**To do**
Only the lines with the string "response" are needed; return each of them from the entries below.

**Material shown**
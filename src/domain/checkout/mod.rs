//! Checkout

pub mod errors;
pub mod flow;
pub mod shipping;
pub mod totals;

pub use errors::CheckoutError;
pub use flow::{CheckoutFlow, Confirmation, PaymentSubmission, Stage};
pub use shipping::{ShippingError, ShippingInfo};
pub use totals::OrderTotals;
//! Store configuration.

use std::time::Duration;

use rust_decimal::Decimal;

/// Configuration for a SokoDigital storefront session.
///
/// Shipping fee and tax rate are injected here rather than hard-coded so the
/// checkout totals can track regional policy without code changes.
#[derive(Debug, Clone)]
pub struct StoreConfig {
    /// Base URL of the store backend, e.g. `"https://api.sokodigital.example"`.
    pub base_url: String,

    /// Timeout applied to every request.
    pub request_timeout: Duration,

    /// Flat shipping fee added to every order.
    pub shipping_fee: Decimal,

    /// Tax rate applied to the cart subtotal.
    pub tax_rate: Decimal,

    /// When the payment gateway is unreachable at the transport level,
    /// acknowledge the order in demo mode instead of failing the checkout.
    /// Turn this off to make gateway downtime a hard failure.
    pub demo_payment_fallback: bool,
}

impl StoreConfig {
    /// Default request timeout.
    pub const DEFAULT_TIMEOUT: Duration = Duration::from_secs(30);

    /// Build a configuration for the given backend with the reference
    /// defaults: 30 second timeout, KSh 150 shipping, 16% tax, demo payment
    /// fallback enabled.
    pub fn new(base_url: impl Into<String>) -> Self {
        Self {
            base_url: base_url.into(),
            request_timeout: Self::DEFAULT_TIMEOUT,
            shipping_fee: Decimal::new(150_00, 2),
            tax_rate: Decimal::new(16, 2),
            demo_payment_fallback: true,
        }
    }
}

#[cfg(test)]
mod tests {
    use super::*;

    #[test]
    fn reference_defaults() {
        let config = StoreConfig::new("https://api.example");

        assert_eq!(config.shipping_fee, Decimal::new(150, 0));
        assert_eq!(config.tax_rate, Decimal::new(16, 2));
        assert_eq!(config.request_timeout, Duration::from_secs(30));
        assert!(config.demo_payment_fallback);
    }
}
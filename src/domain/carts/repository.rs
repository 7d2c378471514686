//! Remote cart store.

use std::sync::Arc;

use async_trait::async_trait;
use mockall::automock;
use serde_json::json;
use tracing::debug;

use crate::{
    api::{ApiClient, ApiError},
    domain::carts::models::{CartItem, normalize_cart_payload},
};

/// HTTP-backed [`CartsRepository`] against the store's cart endpoints.
#[derive(Debug, Clone)]
pub struct HttpCartsRepository {
    api: Arc<ApiClient>,
}

impl HttpCartsRepository {
    #[must_use]
    pub fn new(api: Arc<ApiClient>) -> Self {
        Self { api }
    }
}

#[async_trait]
impl CartsRepository for HttpCartsRepository {
    async fn fetch_cart(&self) -> Result<Vec<CartItem>, ApiError> {
        let payload = self.api.get("/cart").await?;
        let items = normalize_cart_payload(&payload);

        debug!(count = items.len(), "fetched cart");

        Ok(items)
    }

    async fn add_item(&self, product_id: &str, quantity: u32) -> Result<(), ApiError> {
        self.api
            .post(
                "/cart/items",
                &json!({ "productId": product_id, "quantity": quantity }),
            )
            .await?;

        Ok(())
    }

    async fn update_item_quantity(&self, item_id: &str, quantity: u32) -> Result<(), ApiError> {
        self.api
            .put(
                &format!("/cart/items/{item_id}"),
                &json!({ "quantity": quantity }),
            )
            .await?;

        Ok(())
    }

    async fn remove_item(&self, item_id: &str) -> Result<(), ApiError> {
        self.api.delete(&format!("/cart/items/{item_id}")).await?;

        Ok(())
    }

    async fn clear(&self) -> Result<(), ApiError> {
        self.api.delete("/cart").await?;

        Ok(())
    }
}

#[automock]
#[async_trait]
pub trait CartsRepository: Send + Sync {
    /// Fetch the buyer's cart, already normalized to a flat list of lines.
    async fn fetch_cart(&self) -> Result<Vec<CartItem>, ApiError>;

    /// Add a product line. The created line is not consumed; callers reload
    /// the cart so server-computed fields win.
    async fn add_item(&self, product_id: &str, quantity: u32) -> Result<(), ApiError>;

    /// Change the quantity of an existing line.
    async fn update_item_quantity(&self, item_id: &str, quantity: u32) -> Result<(), ApiError>;

    /// Delete a single line.
    async fn remove_item(&self, item_id: &str) -> Result<(), ApiError>;

    /// Delete every line in the cart.
    async fn clear(&self) -> Result<(), ApiError>;
}
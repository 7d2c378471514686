//! Orders

pub mod errors;
pub mod models;
pub mod repository;

pub use errors::OrdersError;
pub use models::{CreatedOrder, NewOrder, NewOrderItem, OrderStatus};
pub use repository::*;
//! Cart aggregate.

use std::sync::Arc;

use rust_decimal::Decimal;
use tracing::{debug, warn};

use crate::domain::carts::{
    errors::CartsError,
    models::CartItem,
    repository::CartsRepository,
};

/// The buyer's in-memory cart, kept consistent with the remote cart store.
///
/// The aggregate has two effective states: empty (initial, and after any
/// load failure or [`reset`](Cart::reset)) and loaded. Errors never park the
/// cart in an error state; a failed load collapses back to empty.
///
/// All mutation goes through this type. It is constructed per buyer session
/// with the repository injected, so nothing about it is ambient and tests
/// swap the repository for a mock.
pub struct Cart {
    repository: Arc<dyn CartsRepository>,
    items: Vec<CartItem>,
    loaded: bool,
}

impl Cart {
    /// Create an empty cart over the given remote store.
    #[must_use]
    pub fn new(repository: Arc<dyn CartsRepository>) -> Self {
        Self {
            repository,
            items: Vec::new(),
            loaded: false,
        }
    }

    /// Replace local state with the remote cart.
    ///
    /// Never fails: a transport or auth failure is logged and leaves an
    /// empty cart, since an unauthenticated buyer has no cart to show.
    pub async fn load(&mut self) {
        match self.repository.fetch_cart().await {
            Ok(items) => {
                self.items = items;
                self.loaded = true;
            }
            Err(error) => {
                warn!(%error, "cart load failed, showing empty cart");
                self.items.clear();
                self.loaded = false;
            }
        }
    }

    /// Add a product to the cart, then reload so server-computed fields win
    /// over anything known locally.
    ///
    /// # Errors
    ///
    /// Returns [`CartsError::LoginRequired`] when the session is missing,
    /// [`CartsError::InvalidQuantity`] for a zero quantity, or the remote
    /// failure otherwise.
    #[tracing::instrument(name = "carts.add", skip(self), err)]
    pub async fn add(&mut self, product_id: &str, quantity: u32) -> Result<(), CartsError> {
        if quantity < 1 {
            return Err(CartsError::InvalidQuantity);
        }

        self.repository.add_item(product_id, quantity).await?;
        self.load().await;

        Ok(())
    }

    /// Change a line's quantity, optimistically.
    ///
    /// The local line is patched first for responsiveness; if the remote
    /// update then fails, the patch is rolled back before the error is
    /// returned, so local and remote state never stay divergent.
    ///
    /// # Errors
    ///
    /// Returns [`CartsError::InvalidQuantity`] for quantities below 1,
    /// [`CartsError::ItemNotFound`] for an unknown line, or the remote
    /// failure (after rollback).
    #[tracing::instrument(name = "carts.update_quantity", skip(self), err)]
    pub async fn update_quantity(&mut self, item_id: &str, quantity: u32) -> Result<(), CartsError> {
        if quantity < 1 {
            return Err(CartsError::InvalidQuantity);
        }

        let index = self
            .items
            .iter()
            .position(|item| item.id == item_id)
            .ok_or_else(|| CartsError::ItemNotFound(item_id.to_string()))?;

        let previous = match self.items.get_mut(index) {
            Some(item) => {
                let previous = item.quantity;
                item.quantity = quantity;
                previous
            }
            None => return Err(CartsError::ItemNotFound(item_id.to_string())),
        };

        let result = self.repository.update_item_quantity(item_id, quantity).await;

        if let Err(error) = result {
            if let Some(item) = self.items.get_mut(index) {
                item.quantity = previous;
            }

            return Err(error.into());
        }

        Ok(())
    }

    /// Remove a line, optimistically.
    ///
    /// The line disappears locally first; if the remote delete fails it is
    /// restored at its original position before the error is returned.
    ///
    /// # Errors
    ///
    /// Returns [`CartsError::ItemNotFound`] for an unknown line, or the
    /// remote failure (after rollback).
    #[tracing::instrument(name = "carts.remove", skip(self), err)]
    pub async fn remove(&mut self, item_id: &str) -> Result<(), CartsError> {
        let index = self
            .items
            .iter()
            .position(|item| item.id == item_id)
            .ok_or_else(|| CartsError::ItemNotFound(item_id.to_string()))?;

        let removed = self.items.remove(index);

        let result = self.repository.remove_item(item_id).await;

        if let Err(error) = result {
            self.items.insert(index, removed);

            return Err(error.into());
        }

        Ok(())
    }

    /// Empty the cart remotely and locally. Used after a successful order.
    ///
    /// # Errors
    ///
    /// Returns the remote failure; local items are kept when the remote
    /// clear did not happen.
    #[tracing::instrument(name = "carts.clear", skip(self), err)]
    pub async fn clear(&mut self) -> Result<(), CartsError> {
        self.repository.clear().await?;
        self.items.clear();

        debug!("cart cleared");

        Ok(())
    }

    /// Drop local state without touching the remote store (sign-out path).
    pub fn reset(&mut self) {
        self.items.clear();
        self.loaded = false;
    }

    /// The current cart lines, in display order.
    pub fn items(&self) -> &[CartItem] {
        &self.items
    }

    /// Sum of quantities across all lines.
    pub fn item_count(&self) -> u32 {
        self.items.iter().map(|item| item.quantity).sum()
    }

    /// Σ unit price × quantity over the current lines. Always derived, never
    /// stored.
    pub fn subtotal(&self) -> Decimal {
        self.items.iter().map(CartItem::line_total).sum()
    }

    /// Whether the cart holds no lines.
    pub fn is_empty(&self) -> bool {
        self.items.is_empty()
    }

    /// Whether the last load succeeded while authenticated.
    pub fn is_loaded(&self) -> bool {
        self.loaded
    }
}
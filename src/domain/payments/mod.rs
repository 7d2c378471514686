//! Payments

pub mod errors;
pub mod gateway;
pub mod models;

pub use errors::PaymentsError;
pub use gateway::*;
pub use models::{Msisdn, MsisdnError, PaymentAck};
//! Order service errors.

use thiserror::Error;

use crate::api::ApiError;

/// Errors surfaced while persisting an order.
#[derive(Debug, Error)]
pub enum OrdersError {
    /// The buyer has no valid session.
    #[error("please log in to continue")]
    LoginRequired,

    /// The order service acknowledged the creation but its response carried
    /// no usable order id, so line items and payment cannot proceed.
    #[error("order service response carried no order id")]
    MissingOrderId,

    /// The order service rejected or failed the request.
    #[error(transparent)]
    Api(ApiError),
}

impl From<ApiError> for OrdersError {
    fn from(error: ApiError) -> Self {
        match error {
            ApiError::Unauthorized => Self::LoginRequired,
            other => Self::Api(other),
        }
    }
}
//! Cart errors.

use thiserror::Error;

use crate::api::ApiError;

/// Errors surfaced by cart mutations.
///
/// Loading is absent here on purpose: a failed load collapses the cart to
/// empty instead of failing.
#[derive(Debug, Error)]
pub enum CartsError {
    /// The buyer has no valid session. Callers redirect to login rather than
    /// showing a generic failure.
    #[error("please log in to manage your cart")]
    LoginRequired,

    /// The referenced cart line does not exist locally.
    #[error("cart item {0} not found")]
    ItemNotFound(String),

    /// Quantities below 1 are rejected; removing the line is the only way to
    /// eliminate it.
    #[error("quantity must be at least 1")]
    InvalidQuantity,

    /// The remote cart store rejected or failed the request.
    #[error(transparent)]
    Api(ApiError),
}

impl From<ApiError> for CartsError {
    fn from(error: ApiError) -> Self {
        match error {
            ApiError::Unauthorized => Self::LoginRequired,
            other => Self::Api(other),
        }
    }
}
//! SokoDigital storefront CLI
//!
//! Drives the commerce core against a store backend: inspect and edit the
//! cart, and run a full checkout from the terminal. Useful for exercising a
//! staging backend end to end.

use std::process;

use clap::{Args, Parser, Subcommand};
use sokodigital::{
    config::StoreConfig,
    context::AppContext,
    domain::{
        checkout::{PaymentSubmission, ShippingInfo},
        payments::Msisdn,
    },
    money,
};

#[derive(Debug, Parser)]
#[command(name = "sokodigital", about = "SokoDigital storefront CLI", long_about = None)]
struct Cli {
    /// Base URL of the store backend
    #[arg(long, env = "SOKO_BASE_URL")]
    base_url: String,

    #[command(subcommand)]
    command: Commands,
}

#[derive(Debug, Subcommand)]
enum Commands {
    /// Inspect or edit the cart
    Cart(CartCommand),
    /// Run the checkout flow
    Checkout(CheckoutArgs),
}

#[derive(Debug, Args)]
struct CartCommand {
    #[command(subcommand)]
    command: CartSubcommand,
}

#[derive(Debug, Subcommand)]
enum CartSubcommand {
    /// Show the current cart
    Show,
    /// Add a product to the cart
    Add(AddArgs),
    /// Remove a cart line
    Remove(RemoveArgs),
}

#[derive(Debug, Args)]
struct AddArgs {
    /// Product identifier
    product_id: String,

    /// Number of units
    #[arg(short, long, default_value_t = 1)]
    quantity: u32,
}

#[derive(Debug, Args)]
struct RemoveArgs {
    /// Cart line identifier
    item_id: String,
}

#[derive(Debug, Args)]
struct CheckoutArgs {
    /// Mobile-money number for the payment prompt, e.g. 254712345678
    #[arg(long)]
    phone: String,

    /// Recipient's full name
    #[arg(long)]
    name: String,

    /// Contact email
    #[arg(long)]
    email: String,

    /// Street address
    #[arg(long)]
    address: String,

    /// City
    #[arg(long, default_value = "Nairobi")]
    city: String,

    /// State or province
    #[arg(long, default_value = "Nairobi County")]
    state: String,

    /// Postal code
    #[arg(long, default_value = "00100")]
    postal_code: String,

    /// Country
    #[arg(long, default_value = "Kenya")]
    country: String,

    /// Fail outright when the payment gateway is unreachable instead of
    /// acknowledging in demo mode
    #[arg(long)]
    no_demo_fallback: bool,
}

#[tokio::main]
async fn main() {
    let _env = dotenvy::dotenv();

    tracing_subscriber::fmt()
        .with_env_filter(tracing_subscriber::EnvFilter::from_default_env())
        .init();

    let cli = Cli::parse();

    if let Err(error) = run(cli).await {
        eprintln!("{error}");
        process::exit(1);
    }
}

async fn run(cli: Cli) -> Result<(), String> {
    let config = StoreConfig::new(&cli.base_url);

    match cli.command {
        Commands::Cart(CartCommand { command }) => {
            let context = build_context(config)?;

            match command {
                CartSubcommand::Show => show_cart(&context).await,
                CartSubcommand::Add(args) => add_to_cart(&context, &args).await,
                CartSubcommand::Remove(args) => remove_from_cart(&context, &args).await,
            }
        }
        Commands::Checkout(args) => {
            let mut config = config;
            config.demo_payment_fallback = !args.no_demo_fallback;

            run_checkout(&build_context(config)?, &args).await
        }
    }
}

fn build_context(config: StoreConfig) -> Result<AppContext, String> {
    AppContext::from_config(config)
        .map_err(|error| format!("failed to set up the store client: {error}"))
}

async fn show_cart(context: &AppContext) -> Result<(), String> {
    let mut cart = context.cart();
    cart.load().await;

    if cart.is_empty() {
        println!("cart is empty");
        return Ok(());
    }

    for item in cart.items() {
        println!(
            "{}  {} × {}  {}",
            item.id,
            item.title,
            item.quantity,
            money::format_kes(item.line_total()),
        );
    }

    println!(
        "{} items, subtotal {}",
        cart.item_count(),
        money::format_kes(cart.subtotal()),
    );

    Ok(())
}

async fn add_to_cart(context: &AppContext, args: &AddArgs) -> Result<(), String> {
    let mut cart = context.cart();
    cart.load().await;

    cart.add(&args.product_id, args.quantity)
        .await
        .map_err(|error| error.to_string())?;

    println!("added {} × {}", args.quantity, args.product_id);

    show_cart(context).await
}

async fn remove_from_cart(context: &AppContext, args: &RemoveArgs) -> Result<(), String> {
    let mut cart = context.cart();
    cart.load().await;

    cart.remove(&args.item_id)
        .await
        .map_err(|error| error.to_string())?;

    println!("removed {}", args.item_id);

    Ok(())
}

async fn run_checkout(context: &AppContext, args: &CheckoutArgs) -> Result<(), String> {
    let phone: Msisdn = args.phone.parse().map_err(|error| format!("{error}"))?;

    let session = context
        .auth
        .session()
        .await
        .unwrap_or_else(|_| sokodigital::auth::Session::anonymous());

    if !session.authenticated {
        return Err("please log in to the store before checking out".to_string());
    }

    let mut cart = context.cart();
    cart.load().await;

    if cart.is_empty() {
        return Err("your cart is empty; add something before checking out".to_string());
    }

    let mut flow = context.checkout();

    let totals = flow.totals(&cart);
    println!("subtotal {}", money::format_kes(totals.subtotal));
    println!("shipping {}", money::format_kes(totals.shipping_fee));
    println!("tax      {}", money::format_kes(totals.tax));
    println!("total    {}", money::format_kes(totals.total));

    flow.submit_shipping(
        &cart,
        ShippingInfo {
            full_name: args.name.clone(),
            email: args.email.clone(),
            phone: args.phone.clone(),
            address: args.address.clone(),
            city: args.city.clone(),
            state: args.state.clone(),
            postal_code: args.postal_code.clone(),
            country: args.country.clone(),
        },
    )
    .map_err(|error| error.to_string())?;

    match flow.submit_payment(&mut cart, &phone).await {
        Ok(PaymentSubmission::Completed(confirmation)) => {
            println!("order placed: {}", confirmation.order_reference);
            println!("a confirmation will be sent to {}", confirmation.email);

            if confirmation.demo_mode {
                println!("payment gateway unreachable; acknowledged in demo mode");
            }

            Ok(())
        }
        Ok(PaymentSubmission::AlreadyInFlight) => {
            Err("a submission is already in flight".to_string())
        }
        Err(error) if error.is_login_required() => {
            Err("please log in to the store before checking out".to_string())
        }
        Err(error) => Err(error.to_string()),
    }
}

**Your solution**
    /// The order service acknowledged the creation but its response carried
    #[error("order service response carried no order id")]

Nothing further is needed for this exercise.